Wollmer v. City of Berkeley (2011) 193 Cal.App.4th 1329 (Wollmer) is illustrative.
In Wollmer, an individual challenged the city’s approval of a mixed-use building the
City found exempt under the exemption for in-fill development. (Id. at pp. 1336-1337.)
The City had preexisting traffic issues at the intersection where the proposed building
was to be constructed. Wollmer contended that the City evaded CEQA by “cutting a
deal” with the developers whereby the developers would dedicate land for a left-turn lane
on a street at the intersection where the developers planned to construct the building,
thereby reducing traffic impacts to less than significant, a necessary condition for the
categorical exemption. (Id. at p. 1352.) The Wollmer court rejected the argument,
agreeing with the trial court that the city did not mitigate the project into qualifying for a
categorical exemption. Rather, the city properly exercised discretion to find the project
would not cause a significant traffic impact. (Ibid.) The dedication of the right-of-way,
14
enabling the city to improve the intersection, “was not a CEQA mitigation measure for
project impacts, but a component of the project that assisted the City with an existing
traffic issue.” (Ibid.) The appellate court said it was true “that by the time of the final
traffic study, the Developers had made the dedication offer and that reality was included
in the traffic analysis. Our response is, so what? The point is, the offer of dedication did
become part of the project design, improving an existing traffic concern. This is no
secret. . . . [¶] Wollmer offers no authority for the proposition that a positive effort
between developers and a municipality to improve the project for the benefit of the
community and address existing traffic concerns somehow becomes an evasion of
CEQA.” (Id. at p. 1353.) The Wollmer court reasoned, “Unlike the situation in
[SPAWN], the traffic situation improved by the Developers’ dedication preexisted the
proposed project. The dedication became part of the project design—it was never a
proposed mitigation measure.” (Ibid., first italics added.)

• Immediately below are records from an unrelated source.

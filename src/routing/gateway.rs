//! Collaborator interface to the chat platform.

use serenity::async_trait;

use crate::common::{ChannelRef, GatewayResult, GuildRef, MessageInfo, Snowflake, UserRef};

/// Operations the router needs from the gateway client.
///
/// Every call may fail with [`crate::common::GatewayError`]; callers decide
/// the fallback, implementations never retry.
#[cfg_attr(test, mockall::automock)]
#[async_trait]
pub trait Gateway: Send + Sync {
    /// Send a message to a channel or thread. Returns the new message id.
    async fn send_message(&self, channel_id: Snowflake, text: &str) -> GatewayResult<Snowflake>;
    /// Reply inline to a message. Returns the new message id.
    async fn reply(&self, to: &MessageInfo, text: &str) -> GatewayResult<Snowflake>;
    /// Start a thread rooted at a message.
    async fn create_thread(&self, from: &MessageInfo, title: &str) -> GatewayResult<ChannelRef>;
    /// Fetch a message by id.
    async fn fetch_message(
        &self,
        channel_id: Snowflake,
        message_id: Snowflake,
    ) -> GatewayResult<MessageInfo>;
    /// Look up a guild.
    async fn get_guild(&self, guild_id: Snowflake) -> GatewayResult<GuildRef>;
    /// Look up a channel (or thread) within a guild.
    async fn get_channel(&self, guild_id: Snowflake, channel_id: Snowflake)
        -> GatewayResult<ChannelRef>;
    /// Look up a guild member.
    async fn get_member(&self, guild_id: Snowflake, user_id: Snowflake) -> GatewayResult<UserRef>;
    /// All channels of a guild, ordered by position.
    async fn guild_channels(&self, guild_id: Snowflake) -> GatewayResult<Vec<ChannelRef>>;
}
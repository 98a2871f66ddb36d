//! Prefix command parsing and responses.
//!
//! Only the gateway-independent part lives here; execution against Discord
//! is in `discord::commands`.

use std::time::Duration;

/// Reply when a guild-only command is used in a DM.
pub const NOT_IN_GUILD: &str = "❌ This command can only be used in a server";

/// Reply when the bot cannot find its own guild member.
pub const BOT_MEMBER_MISSING: &str = "❌ Bot member not found in guild";

/// Title of the permission report embed.
pub const PERMISSIONS_TITLE: &str = "Bot Permissions";

/// Colour of the permission report embed.
pub const PERMISSIONS_COLOUR: u32 = 0x00FF00;

/// Bot commands.
#[derive(Debug, Clone, Copy, PartialEq, Eq)]
pub enum Command {
    /// Reply with gateway latency.
    Ping,
    /// Report the bot's permissions in the current channel.
    CheckPerms,
    /// List commands.
    Help,
}

/// Longest command name considered for matching.
const MAX_NAME_LEN: usize = 100;

impl Command {
    /// Parse a command from message content.
    ///
    /// Returns `None` when the content does not start with `prefix` or names
    /// an unknown command. Trailing arguments are ignored.
    pub fn parse(content: &str, prefix: &str) -> Option<Self> {
        if prefix.is_empty() {
            return None;
        }
        let rest = content.trim().strip_prefix(prefix)?;
        let name = rest.split_whitespace().next()?;
        if name.len() > MAX_NAME_LEN {
            return None;
        }

        match name.to_lowercase().as_str() {
            "ping" => Some(Self::Ping),
            "checkperms" => Some(Self::CheckPerms),
            "help" => Some(Self::Help),
            _ => None,
        }
    }

    pub fn name(self) -> &'static str {
        match self {
            Self::Ping => "ping",
            Self::CheckPerms => "checkperms",
            Self::Help => "help",
        }
    }
}

/// Text of the `ping` reply.
pub fn ping_response(latency: Option<Duration>) -> String {
    match latency {
        Some(latency) => format!("Pong! Latency: {}ms", latency.as_millis()),
        None => "Pong! Latency: unknown".to_string(),
    }
}

/// Text of the `help` reply.
pub fn help_text(prefix: &str) -> String {
    format!(
        "**Available Commands:**\n\
         • `{0}ping` - Show gateway latency\n\
         • `{0}checkperms` - Show the bot's permissions in this channel\n\
         • `{0}help` - Show this help message",
        prefix
    )
}

/// The fixed set of permissions reported by `checkperms`.
#[derive(Debug, Clone, Copy, Default, PartialEq, Eq)]
pub struct PermissionReport {
    pub read_messages: bool,
    pub send_messages: bool,
    pub add_reactions: bool,
    pub read_message_history: bool,
    pub use_external_emojis: bool,
    pub manage_messages: bool,
}

impl PermissionReport {
    /// Named fields in display order.
    pub fn fields(&self) -> [(&'static str, bool); 6] {
        [
            ("Read Messages", self.read_messages),
            ("Send Messages", self.send_messages),
            ("Add Reactions", self.add_reactions),
            ("Read Message History", self.read_message_history),
            ("Use External Emojis", self.use_external_emojis),
            ("Manage Messages", self.manage_messages),
        ]
    }
}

Similarly, here the problem of manure management at the Fairground and the
Fairground’s MMP preexisted the rodeo project. The MMP was not proposed as a
mitigation measure for the rodeo project. It was part of the “normal operations” of the
Fairground, and we see no reason why the implementation of a public gathering
facility’s preexisting program that is part of the facility’s normal operations and
designed to address ongoing issues should preclude Class 23 exemption.
Appellants claim Wollmer is distinguishable because it dealt with an existing
concern independent of the project, whereas here the concern stemmed from the rodeo
project itself. We disagree. Given the nature and number of the other equestrian and
livestock events, manure management was an ongoing concern at the Fairground. Here,
even more so than the measure in Wollmer, the MMP was never a proposed mitigation
measure for this rodeo project. Indeed, unlike Wollmer, evidence in the record supports a
finding that the so-called mitigation measure here was in place for decades. While the
aborted first rodeo project may have provided an impetus for the District to formalize the
15
MMP by putting it in writing, it was not the initial rodeo plan or this rodeo project that
created a need for the MMP or the procedures reflected in the plan that had long since
been implemented.
In their reply brief, appellants make a factual argument, contending for the first
time that the MMP was not an ongoing policy for decades. Appellants point to
documents from a May 24, 2011, District meeting showing complaints from a horse show
operator, Bud Thoman, who complained of problems his horse show encountered with
“changes recently made to the facility and operations of the arena including . . .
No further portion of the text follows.